All of the 22 primary health clinics in Shiselweni has a dispensary and a pharmacy storeroom. The stock comes mainly from Central Medical Stores (CMS) which is part of the Ministry of Health. The MoH expects clinics to stock between two and three month supply of medications.
On my count there are seven order forms that are sent to CMS on a monthly basis from each clinic. These are hardcopy forms as there is no automated pharmacy ordering system in Swaziland. The seven forms include medication orders for ARVs [antiretrovirals], PMTCT [prevention of mother to child transmission of HIV], TB [tuberculosis], family planning, general medications, vaccines, and the last form is for lab materials. There is a new form for 2nd line TB medications that will be initiated in Shiselweni soon. MSF supplies medications to the clinics on a monthly basis as well (thankfully we only have one order form) with the goal of filling the gaps in supply available from CMS. MSF has primary responsibility for supplying second-line TB drugs (working with the Green Light Committee) in Shiselweni.

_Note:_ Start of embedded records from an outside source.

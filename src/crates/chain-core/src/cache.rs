//! Result caching with single-flight key builds
//!
//! Node results are cached under a key that is a pure function of the node
//! kind, node id, resolved input context, and a canonical snapshot of the
//! node configuration, so changing a prompt or tool argument busts the cache
//! automatically. Only successful results are stored, so a hit always
//! replays a previously successful execution unchanged.
//!
//! The cache itself is an injected interface ([`ResultCache`]); the engine
//! layers single-flight semantics on top with a [`KeyedMutex`]: at most one
//! task builds a given key at a time, concurrent callers wait and then see
//! the stored result.

use crate::node::NodeConfig;
use crate::result::NodeExecutionResult;
use async_trait::async_trait;
use serde_json::Value;
use std::collections::HashMap;
use std::sync::Arc;
use tokio::sync::{Mutex, OwnedMutexGuard, RwLock};
use tooling::serialization::{generate_hash, stable_json_string};

/// Content-addressed store for successful node results
#[async_trait]
pub trait ResultCache: Send + Sync {
    /// Fetch a cached result
    async fn get(&self, key: &str) -> Option<NodeExecutionResult>;

    /// Store a result
    async fn set(&self, key: &str, value: NodeExecutionResult);
}

/// In-memory result cache, the default for embedded use
#[derive(Default)]
pub struct InMemoryResultCache {
    entries: RwLock<HashMap<String, NodeExecutionResult>>,
}

impl InMemoryResultCache {
    /// Create an empty cache
    pub fn new() -> Self {
        Self::default()
    }

    /// Number of cached entries
    pub async fn len(&self) -> usize {
        self.entries.read().await.len()
    }

    /// Whether the cache is empty
    pub async fn is_empty(&self) -> bool {
        self.entries.read().await.is_empty()
    }
}

#[async_trait]
impl ResultCache for InMemoryResultCache {
    async fn get(&self, key: &str) -> Option<NodeExecutionResult> {
        self.entries.read().await.get(key).cloned()
    }

    async fn set(&self, key: &str, value: NodeExecutionResult) {
        self.entries.write().await.insert(key.to_string(), value);
    }
}

/// Compute the cache key for a node execution
///
/// The key hashes `{kind, node_id, input, cfg}` through a stable key-sorted
/// JSON serialization. Returns `None` when the config snapshot cannot be
/// serialized; the caller skips caching rather than failing the node.
pub fn cache_key(node: &NodeConfig, input: &Value) -> Option<String> {
    let snapshot = serde_json::to_value(node).ok()?;
    let payload = serde_json::json!({
        "kind": node.kind().as_str(),
        "node_id": node.id(),
        "input": input,
        "cfg": snapshot,
    });
    let stable = stable_json_string(&payload).ok()?;
    Some(format!("{}:{:016x}", node.kind(), generate_hash(&stable)))
}

/// Per-key mutual exclusion for single-flight cache builds
///
/// `lock(key)` returns a guard; while it is held, other callers of the same
/// key wait. Entries are created on demand and retained for the lifetime of
/// the run (the set of cache keys per run is bounded by the node count).
#[derive(Default)]
pub struct KeyedMutex {
    locks: Mutex<HashMap<String, Arc<Mutex<()>>>>,
}

impl KeyedMutex {
    /// Create an empty lock table
    pub fn new() -> Self {
        Self::default()
    }

    /// Acquire the lock for a key, waiting if another task holds it
    pub async fn lock(&self, key: &str) -> OwnedMutexGuard<()> {
        let entry = {
            let mut locks = self.locks.lock().await;
            locks
                .entry(key.to_string())
                .or_insert_with(|| Arc::new(Mutex::new(())))
                .clone()
        };
        entry.lock_owned().await
    }
}

#[cfg(test)]
mod tests {
    use super::*;
    use crate::node::{BaseNodeConfig, NodeConfig, ToolNodeConfig};
    use crate::result::NodeMetadata;
    use serde_json::json;
    use std::sync::atomic::{AtomicUsize, Ordering};

    fn tool_node(id: &str, args: Value) -> NodeConfig {
        NodeConfig::Tool(ToolNodeConfig {
            base: BaseNodeConfig::new(id),
            tool_name: "echo".into(),
            tool_args: args,
        })
    }

    #[test]
    fn test_cache_key_is_stable() {
        let node = tool_node("a", json!({"x": 1}));
        let k1 = cache_key(&node, &json!({"b": 2, "a": 1})).unwrap();
        let k2 = cache_key(&node, &json!({"a": 1, "b": 2})).unwrap();
        assert_eq!(k1, k2);
        assert!(k1.starts_with("tool:"));
    }

    #[test]
    fn test_cache_key_changes_with_config_and_input() {
        let node = tool_node("a", json!({"x": 1}));
        let base = cache_key(&node, &json!({})).unwrap();

        let changed_args = tool_node("a", json!({"x": 2}));
        assert_ne!(base, cache_key(&changed_args, &json!({})).unwrap());

        let changed_id = tool_node("b", json!({"x": 1}));
        assert_ne!(base, cache_key(&changed_id, &json!({})).unwrap());

        assert_ne!(base, cache_key(&node, &json!({"y": 1})).unwrap());
    }

    #[tokio::test]
    async fn test_in_memory_cache_roundtrip() {
        let cache = InMemoryResultCache::new();
        let node = tool_node("a", json!({}));
        let result = NodeExecutionResult::success(NodeMetadata::started(&node), json!({"v": 1}));

        assert!(cache.get("k").await.is_none());
        cache.set("k", result).await;
        let hit = cache.get("k").await.unwrap();
        assert!(hit.success);
        assert_eq!(hit.output, Some(json!({"v": 1})));
        assert_eq!(cache.len().await, 1);
    }

    #[tokio::test]
    async fn test_single_flight_serializes_same_key() {
        let flights = Arc::new(KeyedMutex::new());
        let concurrent = Arc::new(AtomicUsize::new(0));
        let peak = Arc::new(AtomicUsize::new(0));

        let mut handles = Vec::new();
        for _ in 0..8 {
            let flights = flights.clone();
            let concurrent = concurrent.clone();
            let peak = peak.clone();
            handles.push(tokio::spawn(async move {
                let _guard = flights.lock("same-key").await;
                let now = concurrent.fetch_add(1, Ordering::SeqCst) + 1;
                peak.fetch_max(now, Ordering::SeqCst);
                tokio::time::sleep(std::time::Duration::from_millis(5)).await;
                concurrent.fetch_sub(1, Ordering::SeqCst);
            }));
        }
        for handle in handles {
            handle.await.unwrap();
        }
        assert_eq!(peak.load(Ordering::SeqCst), 1);
    }

    #[tokio::test]
    async fn test_different_keys_run_concurrently() {
        let flights = Arc::new(KeyedMutex::new());
        let guard_a = flights.lock("a").await;
        // Must not deadlock even while "a" is held
        let _guard_b = flights.lock("b").await;
        drop(guard_a);
    }
}
//! Output schema validation
//!
//! Two schema shapes are accepted on `output_schema`:
//!
//! - **field-style**: `{"sum": "float", "label": "str"}`, where each field must
//!   be present in the output object with a compatible primitive type;
//! - **JSON Schema**: any other object, compiled and checked with the
//!   `jsonschema` crate.
//!
//! Validation returns the list of problems; an empty list means valid. A
//! failed validation demotes an otherwise-successful node result to a
//! failure, and is non-retryable: the same output would fail again.

use serde_json::Value;
use std::collections::HashSet;

/// JSON Schema keywords that disqualify an object from being read as a
/// field-style schema
const SCHEMA_KEYWORDS: &[&str] = &["type", "properties", "required", "items", "$schema", "$ref"];

/// Interpret a schema as field-style (`{field → type-name}`), if it is one
pub fn field_schema(schema: &Value) -> Option<&serde_json::Map<String, Value>> {
    let map = schema.as_object()?;
    if map.is_empty()
        || !map.values().all(|v| v.is_string())
        || map.keys().any(|k| SCHEMA_KEYWORDS.contains(&k.as_str()))
    {
        return None;
    }
    Some(map)
}

/// Whether a value is compatible with a named primitive type
fn type_matches(value: &Value, type_name: &str) -> bool {
    match type_name {
        "int" | "integer" => value.as_i64().is_some() || value.as_u64().is_some(),
        "float" | "number" => value.is_number(),
        "bool" | "boolean" => value.is_boolean(),
        "str" | "string" => value.is_string(),
        "list" | "array" => value.is_array(),
        "dict" | "object" => value.is_object(),
        "null" | "none" => value.is_null(),
        // Unknown type names accept anything
        _ => true,
    }
}

/// Validate `output` against `schema`, returning the list of errors
pub fn validate_output(schema: &Value, output: &Value) -> Vec<String> {
    if let Some(fields) = field_schema(schema) {
        let mut errors = Vec::new();
        let Some(object) = output.as_object() else {
            return vec![format!(
                "output is not an object (found {})",
                type_name_of(output)
            )];
        };
        for (field, expected) in fields {
            let expected = expected.as_str().expect("field_schema checked values");
            match object.get(field) {
                None => errors.push(format!("missing output field '{field}'")),
                Some(value) if !type_matches(value, expected) => errors.push(format!(
                    "output field '{field}' expected {expected}, found {}",
                    type_name_of(value)
                )),
                Some(_) => {}
            }
        }
        return errors;
    }

    // Anything else is treated as a JSON Schema document
    let compiled = match jsonschema::JSONSchema::compile(schema) {
        Ok(compiled) => compiled,
        Err(e) => return vec![format!("invalid output schema: {e}")],
    };
    let result = match compiled.validate(output) {
        Ok(()) => Vec::new(),
        Err(errors) => errors
            .map(|e| format!("{} (at {})", e, e.instance_path))
            .collect(),
    };
    result
}

fn type_name_of(value: &Value) -> &'static str {
    match value {
        Value::Null => "null",
        Value::Bool(_) => "bool",
        Value::Number(n) if n.is_i64() || n.is_u64() => "int",
        Value::Number(_) => "float",
        Value::String(_) => "str",
        Value::Array(_) => "list",
        Value::Object(_) => "dict",
    }
}

/// Field names declared by a field-style schema (used for schema-alignment
/// warnings)
pub fn declared_fields(schema: &Value) -> Option<HashSet<&str>> {
    field_schema(schema).map(|map| map.keys().map(String::as_str).collect())
}

#[cfg(test)]
mod tests {
    use super::*;
    use serde_json::json;

    #[test]
    fn test_field_schema_detection() {
        assert!(field_schema(&json!({"sum": "float"})).is_some());
        assert!(field_schema(&json!({"type": "object"})).is_none());
        assert!(field_schema(&json!({"a": 1})).is_none());
        assert!(field_schema(&json!({})).is_none());
        assert!(field_schema(&json!("float")).is_none());
    }

    #[test]
    fn test_field_style_valid() {
        let schema = json!({"sum": "float", "label": "str"});
        let output = json!({"sum": 6.0, "label": "totals", "extra": true});
        assert!(validate_output(&schema, &output).is_empty());

        // int satisfies float
        assert!(validate_output(&schema, &json!({"sum": 6, "label": "x"})).is_empty());
    }

    #[test]
    fn test_field_style_missing_and_mismatched() {
        let schema = json!({"sum": "float", "label": "str"});
        let errors = validate_output(&schema, &json!({"sum": "six"}));
        assert_eq!(errors.len(), 2);
        assert!(errors.iter().any(|e| e.contains("expected float")));
        assert!(errors.iter().any(|e| e.contains("missing output field 'label'")));
    }

    #[test]
    fn test_field_style_non_object_output() {
        let schema = json!({"sum": "float"});
        let errors = validate_output(&schema, &json!([1, 2]));
        assert_eq!(errors.len(), 1);
        assert!(errors[0].contains("not an object"));
    }

    #[test]
    fn test_json_schema_document() {
        let schema = json!({
            "type": "object",
            "properties": {"count": {"type": "integer", "minimum": 0}},
            "required": ["count"]
        });
        assert!(validate_output(&schema, &json!({"count": 3})).is_empty());

        let errors = validate_output(&schema, &json!({"count": -1}));
        assert!(!errors.is_empty());

        let errors = validate_output(&schema, &json!({}));
        assert!(!errors.is_empty());
    }

    #[test]
    fn test_invalid_schema_reports_one_error() {
        let schema = json!({"type": "definitely-not-a-type"});
        let errors = validate_output(&schema, &json!({}));
        assert_eq!(errors.len(), 1);
        assert!(errors[0].contains("invalid output schema"));
    }

    #[test]
    fn test_unknown_type_name_accepts_anything() {
        let schema = json!({"payload": "any"});
        assert!(validate_output(&schema, &json!({"payload": [1, {"x": 2}]})).is_empty());
    }
}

In order to complete an order, the person (often a pharmacy staff member but in some cases a nurse) needs to calculate the Average Month Consumption using the information contained on stock cards, know the current stock level, and make the calculation on what amount is needed to ensure that the clinic holds no more than a three month supply. The order form for the anti-retroviral treatments also required information on the number of patients (adults and pediatrics) seen over the month, the number of new diagnoses, and the treatment regimens that the patients are on. Completing this form takes at least two hours (depending on the accuracy of the stock cards).
Between the clinics writing the orders and arrival at the warehouse, the orders are sent to the MoH Regional Office for validation with a stamp and signature. The when you look at the sheer number of forms, times they are handled, and stops on the journey to the warehouse, you find there are numerous opportunities for the orders to be misplaced and delayed. I am working with the MoH/CMS to see if we can streamline this process.
CMS operates two warehouses in Swaziland that are located in Matsapha, about 90km from Shiselweni. The work in the warehouse is overseen by pharmacy technicians and a focused distribution team that is ultimately led by one pharmacist. CMS supplies more than 190 facilities with Essential Medications. By my math that is 7 (order forms) x 190 (clinics) x 12 (months) which is nearly 16000 orders and I have no idea the number of medications that equates to!!